If anyone ever captured the acute, poetic act of feeling, it is Guy de Maupassant, the short story master of the French literary tradition. The Necklace, one of my favorite stories, is famous for its M. Night Shyamalan-esque twist ending, but those who focus on the gimmicky ending tend to dismiss Maupassant’s true achievement: his creation of Madame Loisel, the heroine—or anti-heroine? —of this piece who learns to live.

Mathilde is the most beautiful, the most graceful, the most charming woman of the French bourgeoisie, yet she is a Debbie Downer if we ever saw one. The root of her unhappiness (which frankly borders on clinical depression) is—get ready for it! —her terribly middle class status. Homegirl shops at Target, vacations in Destin, Florida, and decorates her apartment with IKEA furniture.

Oh, hell naw.

She deserves more, and she knows it. We know it. She so much longs to “be envied, be fascinating, and sought after,” Maupassant’s unbiased narrator tells us. She is a Kardashian long before there is a Kanye, which most readers are unwilling to forgive. Everyone seems to be in agreement: Madame Loisel deserves her disastrous fate.

We all know the story. She wants a designer dress, she wants a diamond necklace, she wants to shine bright like a diamond, Rihanna-style, among 19th century Parisian society.

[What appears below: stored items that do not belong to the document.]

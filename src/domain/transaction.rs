use crate::domain::commission::{AgentTier, CoBrokingTerms, CommissionInput};
use crate::domain::status::TransactionStatus;
use crate::error::{EngineError, Result};
use chrono::{DateTime, NaiveDate, Utc};
use rust_decimal::Decimal;
use serde::{Deserialize, Serialize};
use uuid::Uuid;

/// A brokered property transaction, the unit of contention in the engine.
///
/// Mutable lifecycle fields (`status`, `version`, `notes`,
/// `commission_amount`, `installments_generated`) change only through the
/// transaction service; `version` increases by exactly 1 on every
/// successful conditional write and never resets.
#[derive(Debug, Serialize, Deserialize, PartialEq, Clone)]
pub struct Transaction {
    pub id: Uuid,
    pub transaction_date: NaiveDate,
    pub property_ref: String,
    pub transaction_type: String,
    pub transaction_value: Decimal,
    pub commission_rate: Decimal,
    pub agent_id: Uuid,
    pub co_agent_id: Option<Uuid>,
    pub agent_tier: AgentTier,
    pub co_broking: CoBrokingTerms,
    pub status: TransactionStatus,
    pub version: i64,
    pub notes: String,
    pub commission_amount: Option<Decimal>,
    pub installments_generated: bool,
    pub payment_schedule_id: Option<Uuid>,
    pub created_at: DateTime<Utc>,
    pub updated_at: DateTime<Utc>,
}

impl Transaction {
    /// Appends a timestamped annotation to the notes log. Display
    /// convenience only; the audit trail is the authoritative history.
    pub fn append_note(&mut self, at: DateTime<Utc>, actor_id: Uuid, text: &str) {
        let line = format!("[{}] ({actor_id}) {text}", at.format("%Y-%m-%d %H:%M:%S UTC"));
        if self.notes.is_empty() {
            self.notes = line;
        } else {
            self.notes.push('\n');
            self.notes.push_str(&line);
        }
    }

    /// Structured state snapshot for audit log entries.
    pub fn snapshot(&self) -> serde_json::Value {
        serde_json::json!({
            "status": self.status.to_string(),
            "version": self.version,
            "commission_amount": self.commission_amount.map(|a| a.to_string()),
            "installments_generated": self.installments_generated,
        })
    }

    pub fn commission_input(&self) -> CommissionInput {
        CommissionInput {
            transaction_value: self.transaction_value,
            commission_rate: self.commission_rate,
            agent_tier: self.agent_tier,
            co_broking: self.co_broking,
        }
    }
}

/// Validated input for creating a transaction. The initial status is
/// always forced to `Draft` regardless of what the caller wanted.
#[derive(Debug, Serialize, Deserialize, PartialEq, Clone)]
pub struct NewTransaction {
    pub transaction_date: NaiveDate,
    pub property_ref: String,
    pub transaction_type: String,
    pub transaction_value: Decimal,
    pub commission_rate: Decimal,
    pub agent_id: Uuid,
    pub co_agent_id: Option<Uuid>,
    pub agent_tier: AgentTier,
    pub co_broking: CoBrokingTerms,
    pub payment_schedule_id: Option<Uuid>,
    /// Caller-supplied provisional commission; computed from the
    /// calculator when absent.
    pub commission_amount: Option<Decimal>,
}

impl NewTransaction {
    pub fn validate(&self) -> Result<()> {
        if self.transaction_value <= Decimal::ZERO {
            return Err(EngineError::Validation(
                "transaction value must be positive".into(),
            ));
        }
        if self.commission_rate <= Decimal::ZERO || self.commission_rate > Decimal::ONE_HUNDRED {
            return Err(EngineError::Validation(
                "commission rate must be in (0, 100]".into(),
            ));
        }
        if self.property_ref.trim().is_empty() {
            return Err(EngineError::Validation("property reference is required".into()));
        }
        if let Some(split) = self.co_broking.commission_split {
            if split < Decimal::ONE || split > Decimal::from(99u32) {
                return Err(EngineError::Validation(
                    "co-broking split must be in [1, 99]".into(),
                ));
            }
        }
        Ok(())
    }
}

/// Filters for the paginated transaction listing.
#[derive(Debug, Default, Clone)]
pub struct TransactionFilter {
    pub statuses: Option<Vec<TransactionStatus>>,
    pub agent_id: Option<Uuid>,
    pub date_from: Option<NaiveDate>,
    pub date_to: Option<NaiveDate>,
}

impl TransactionFilter {
    pub fn matches(&self, tx: &Transaction) -> bool {
        if let Some(statuses) = &self.statuses {
            if !statuses.contains(&tx.status) {
                return false;
            }
        }
        if let Some(agent_id) = self.agent_id {
            if tx.agent_id != agent_id {
                return false;
            }
        }
        if let Some(from) = self.date_from {
            if tx.transaction_date < from {
                return false;
            }
        }
        if let Some(to) = self.date_to {
            if tx.transaction_date > to {
                return false;
            }
        }
        true
    }
}

#[derive(Debug, Clone, Copy)]
pub struct Pagination {
    pub offset: usize,
    pub limit: usize,
}

impl Default for Pagination {
    fn default() -> Self {
        Self {
            offset: 0,
            limit: 50,
        }
    }
}

/// One page of results plus the total count matching the filter (not the
/// page size).
#[derive(Debug, Clone)]
pub struct Page<T> {
    pub items: Vec<T>,
    pub total: usize,
}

And she gets it all! For one sweet, ephemeral moment, she gets it all. Momentarily, she lives the kind of life that she’s always wanted to live, a life where one doesn’t merely wake up, carry out the daily motions of life, go to sleep, and then repeat the cycle all over again the following day. No, no. Her life becomes a perpetual “drunken state” where at every corner of the hour she finds ecstasy.

It’s an enviable way to live. Except, there’s also a certain fear that comes with that—a fallacy, really. One desires to live in ecstasy, but one feels it impossible to sustain such a life. Madame Loisel is not concerned with fallacies. Why should she?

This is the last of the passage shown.